TASK REQUIREMENTS:
Count every line in the data below that includes "struct", and give only the result.

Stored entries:

====

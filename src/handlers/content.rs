//! Content handlers: snapshot, snippets, ordered lists and contact info

use axum::{
    extract::Path,
    http::{HeaderMap, StatusCode},
    response::{IntoResponse, Response},
    Extension, Json,
};
use serde::{Deserialize, Serialize};
use serde_json::Value;

use super::{bearer_token, editor_from_headers, ApiError, ApiResult, RuntimeState};
use crate::domain::models::{CollectionKind, ContactInfoPatch, PartnerItem, PortfolioItem, ServiceItem};
use crate::domain::services::{validate_portfolio_item, validate_service};
use crate::shared::errors::{AppError, ValidationErrors};

#[derive(Debug, Serialize, Deserialize)]
pub struct SnippetBody {
    pub value: String,
}

#[derive(Debug, Serialize)]
pub struct SnippetResponse {
    pub key: String,
    pub value: String,
}

fn not_found(what: &str) -> Response {
    (
        StatusCode::NOT_FOUND,
        Json(serde_json::json!({ "error": format!("Unknown collection: {}", what) })),
    )
        .into_response()
}

/// Collections served by the generic list routes
fn list_collection(slug: &str) -> Option<CollectionKind> {
    CollectionKind::from_slug(slug).filter(|collection| {
        matches!(
            collection,
            CollectionKind::Services | CollectionKind::Portfolio | CollectionKind::Partners
        )
    })
}

/// Errors of every item, keyed `<index>.<field>`
fn validate_items<T>(items: &[T], validate: impl Fn(&T) -> ValidationErrors) -> Result<(), AppError> {
    let mut all = ValidationErrors::new();
    for (index, item) in items.iter().enumerate() {
        for (field, message) in validate(item).fields {
            all.add(&format!("{}.{}", index, field), message);
        }
    }
    all.into_result(())
}

/// GET /api/content
/// Whole snapshot; submissions only for an editor bearer
pub async fn get_snapshot_handler(
    Extension(runtime): RuntimeState,
    headers: HeaderMap,
) -> impl IntoResponse {
    let include_submissions = match bearer_token(&headers) {
        Some(token) => runtime
            .auth
            .current_user(&token)
            .await
            .is_some_and(|user| user.role.can_edit()),
        None => false,
    };

    Json(runtime.repository.snapshot(include_submissions).await)
}

/// GET /api/content/snippets/{key}
pub async fn get_snippet_handler(
    Extension(runtime): RuntimeState,
    Path(key): Path<String>,
) -> impl IntoResponse {
    let value = runtime.repository.get_snippet_value(&key).await;
    Json(SnippetResponse { key, value })
}

/// PUT /api/content/snippets/{key}
pub async fn put_snippet_handler(
    Extension(runtime): RuntimeState,
    headers: HeaderMap,
    Path(key): Path<String>,
    Json(body): Json<SnippetBody>,
) -> ApiResult<StatusCode> {
    let user = editor_from_headers(&runtime, &headers).await?;
    tracing::info!(key = %key, editor = %user.email, "Saving content snippet");

    runtime.repository.set_snippet(&key, &body.value).await?;
    Ok(StatusCode::NO_CONTENT)
}

/// GET /api/content/{collection}
pub async fn get_collection_handler(
    Extension(runtime): RuntimeState,
    Path(collection): Path<String>,
) -> Response {
    let repository = &runtime.repository;
    match list_collection(&collection) {
        Some(CollectionKind::Services) => Json(repository.get_services().await).into_response(),
        Some(CollectionKind::Portfolio) => Json(repository.get_portfolio().await).into_response(),
        Some(CollectionKind::Partners) => Json(repository.get_partners().await).into_response(),
        _ => not_found(&collection),
    }
}

/// PUT /api/content/{collection}
/// Replaces the whole list with the request body
pub async fn put_collection_handler(
    Extension(runtime): RuntimeState,
    headers: HeaderMap,
    Path(collection): Path<String>,
    Json(body): Json<Value>,
) -> ApiResult<Response> {
    let Some(kind) = list_collection(&collection) else {
        return Ok(not_found(&collection));
    };
    editor_from_headers(&runtime, &headers).await?;

    let repository = &runtime.repository;
    match kind {
        CollectionKind::Services => {
            let items: Vec<ServiceItem> = serde_json::from_value(body).map_err(AppError::from)?;
            validate_items(&items, validate_service)?;
            repository.set_services(&items).await?;
        }
        CollectionKind::Portfolio => {
            let items: Vec<PortfolioItem> = serde_json::from_value(body).map_err(AppError::from)?;
            validate_items(&items, validate_portfolio_item)?;
            repository.set_portfolio(&items).await?;
        }
        _ => {
            let items: Vec<PartnerItem> = serde_json::from_value(body).map_err(AppError::from)?;
            repository.set_partners(&items).await?;
        }
    }

    Ok(StatusCode::NO_CONTENT.into_response())
}

/// DELETE /api/content/{collection}/{id}
pub async fn delete_item_handler(
    Extension(runtime): RuntimeState,
    headers: HeaderMap,
    Path((collection, id)): Path<(String, String)>,
) -> ApiResult<Response> {
    let Some(kind) = list_collection(&collection) else {
        return Ok(not_found(&collection));
    };
    editor_from_headers(&runtime, &headers).await?;

    let repository = &runtime.repository;
    match kind {
        CollectionKind::Services => repository.delete_service(&id).await?,
        CollectionKind::Portfolio => repository.delete_portfolio_item(&id).await?,
        _ => repository.delete_partner(&id).await?,
    }

    Ok(StatusCode::NO_CONTENT.into_response())
}

/// GET /api/content/contact
pub async fn get_contact_handler(Extension(runtime): RuntimeState) -> impl IntoResponse {
    Json(runtime.repository.get_contact_info().await)
}

/// PUT /api/content/contact
pub async fn put_contact_handler(
    Extension(runtime): RuntimeState,
    headers: HeaderMap,
    Json(patch): Json<ContactInfoPatch>,
) -> Result<impl IntoResponse, ApiError> {
    editor_from_headers(&runtime, &headers).await?;
    let contact = runtime.repository.set_contact_info(patch).await?;
    Ok(Json(contact))
}

#[cfg(test)]
mod tests {
    use super::super::test_support::{send, test_app};
    use axum::http::StatusCode;
    use serde_json::json;

    #[tokio::test]
    async fn test_public_snapshot_hides_submissions() {
        let (app, _) = test_app().await;
        let (status, body) = send(&app, "GET", "/api/content", None, None).await;
        assert_eq!(status, StatusCode::OK);
        assert_eq!(body["services"].as_array().unwrap().len(), 4);
        assert!(body["form_submissions"].as_array().unwrap().is_empty());
    }

    #[tokio::test]
    async fn test_snippet_requires_editor() {
        let (app, token) = test_app().await;
        let body = json!({"value": "Hello Kathmandu"});

        let (status, _) = send(&app, "PUT", "/api/content/snippets/hero.title", None, Some(body.clone())).await;
        assert_eq!(status, StatusCode::UNAUTHORIZED);

        let (status, _) = send(&app, "PUT", "/api/content/snippets/hero.title", Some(&token), Some(body)).await;
        assert_eq!(status, StatusCode::NO_CONTENT);

        let (_, snippet) = send(&app, "GET", "/api/content/snippets/hero.title", None, None).await;
        assert_eq!(snippet["value"], "Hello Kathmandu");
    }

    #[tokio::test]
    async fn test_replace_and_delete_services() {
        let (app, token) = test_app().await;
        let (_, services) = send(&app, "GET", "/api/content/services", None, None).await;
        let mut services = services.as_array().unwrap().clone();
        services.truncate(2);

        let (status, _) = send(&app, "PUT", "/api/content/services", Some(&token), Some(json!(services))).await;
        assert_eq!(status, StatusCode::NO_CONTENT);

        let (status, _) = send(&app, "DELETE", "/api/content/services/default-service-1", Some(&token), None).await;
        assert_eq!(status, StatusCode::NO_CONTENT);

        let (_, after) = send(&app, "GET", "/api/content/services", None, None).await;
        assert_eq!(after.as_array().unwrap().len(), 1);
        assert_eq!(after[0]["id"], "default-service-2");
    }

    #[tokio::test]
    async fn test_invalid_service_is_unprocessable() {
        let (app, token) = test_app().await;
        let bad = json!([{
            "id": "s1",
            "icon": "Code",
            "title": "",
            "description": "short",
            "display_order": 1,
            "created_at": "2024-01-01T00:00:00Z",
            "updated_at": "2024-01-01T00:00:00Z"
        }]);
        let (status, body) = send(&app, "PUT", "/api/content/services", Some(&token), Some(bad)).await;
        assert_eq!(status, StatusCode::UNPROCESSABLE_ENTITY);
        assert!(body["fields"]["0.title"].is_string());
    }

    #[tokio::test]
    async fn test_unknown_collection_is_not_found() {
        let (app, token) = test_app().await;
        let (status, _) = send(&app, "GET", "/api/content/blog", None, None).await;
        assert_eq!(status, StatusCode::NOT_FOUND);
        let (status, _) = send(&app, "DELETE", "/api/content/submissions/x", Some(&token), None).await;
        assert_eq!(status, StatusCode::NOT_FOUND);
    }

    #[tokio::test]
    async fn test_contact_update_keeps_singleton() {
        let (app, token) = test_app().await;
        let (status, updated) = send(
            &app,
            "PUT",
            "/api/content/contact",
            Some(&token),
            Some(json!({"address": "Putalisadak, Kathmandu"})),
        )
        .await;
        assert_eq!(status, StatusCode::OK);
        assert_eq!(updated["id"], "default-contact");

        let (_, contact) = send(&app, "GET", "/api/content/contact", None, None).await;
        assert_eq!(contact["address"], "Putalisadak, Kathmandu");
    }
}
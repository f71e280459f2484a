use std::collections::BTreeMap;
use std::fmt;

use serde::{Deserialize, Serialize};
use thiserror::Error;

/// Field-level validation messages, keyed by form field name
#[derive(Debug, Clone, Default, PartialEq, Serialize, Deserialize)]
pub struct ValidationErrors {
    pub fields: BTreeMap<String, String>,
}

impl ValidationErrors {
    pub fn new() -> Self {
        Self::default()
    }

    pub fn add(&mut self, field: &str, message: impl Into<String>) {
        self.fields.entry(field.to_string()).or_insert_with(|| message.into());
    }

    pub fn get(&self, field: &str) -> Option<&str> {
        self.fields.get(field).map(String::as_str)
    }

    pub fn is_empty(&self) -> bool {
        self.fields.is_empty()
    }

    /// `Ok(value)` when no field failed
    pub fn into_result<T>(self, value: T) -> Result<T> {
        if self.is_empty() {
            Ok(value)
        } else {
            Err(AppError::Validation(self))
        }
    }
}

impl fmt::Display for ValidationErrors {
    fn fmt(&self, f: &mut fmt::Formatter<'_>) -> fmt::Result {
        let parts: Vec<String> = self
            .fields
            .iter()
            .map(|(field, message)| format!("{}: {}", field, message))
            .collect();
        f.write_str(&parts.join("; "))
    }
}

#[derive(Debug, Error)]
pub enum AppError {
    #[error("Validation failed: {0}")]
    Validation(ValidationErrors),

    /// Only ever logged; reads recover at the repository boundary
    #[error("Failed to read {collection}: {message}")]
    PersistenceRead {
        collection: &'static str,
        message: String,
    },

    #[error("Failed to update {collection}: {message}")]
    PersistenceWrite {
        collection: &'static str,
        message: String,
    },

    #[error("Not authenticated: {0}")]
    Authentication(String),

    #[error("Not authorized: {0}")]
    Authorization(String),

    #[error("Serialization error: {0}")]
    SerializationError(#[from] serde_json::Error),
}

impl AppError {
    /// Short message suitable for a toast
    pub fn user_message(&self) -> String {
        match self {
            AppError::Validation(_) => "Please fix the highlighted fields".to_string(),
            AppError::PersistenceRead { collection, .. } => format!("Failed to load {}", collection),
            AppError::PersistenceWrite { collection, .. } => format!("Failed to update {}", collection),
            AppError::Authentication(_) => "Please sign in again".to_string(),
            AppError::Authorization(_) => "You do not have access to this action".to_string(),
            AppError::SerializationError(_) => "Unexpected data format".to_string(),
        }
    }
}

pub type Result<T> = std::result::Result<T, AppError>;

#[cfg(test)]
mod tests {
    use super::*;

    #[test]
    fn test_first_message_per_field_wins() {
        let mut errors = ValidationErrors::new();
        errors.add("name", "too short");
        errors.add("name", "missing");
        assert_eq!(errors.get("name"), Some("too short"));
    }

    #[test]
    fn test_into_result() {
        assert!(ValidationErrors::new().into_result(1).is_ok());

        let mut errors = ValidationErrors::new();
        errors.add("email", "invalid");
        let err = errors.into_result(()).unwrap_err();
        assert!(matches!(err, AppError::Validation(_)));
        assert_eq!(err.to_string(), "Validation failed: email: invalid");
    }

    #[test]
    fn test_user_message_names_collection() {
        let err = AppError::PersistenceWrite {
            collection: "services",
            message: "timeout".to_string(),
        };
        assert_eq!(err.user_message(), "Failed to update services");

        let err = AppError::PersistenceRead {
            collection: "partners",
            message: "offline".to_string(),
        };
        assert_eq!(err.user_message(), "Failed to load partners");
        assert_eq!(err.to_string(), "Failed to read partners: offline");
    }
}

====

ANSWER BOX:
3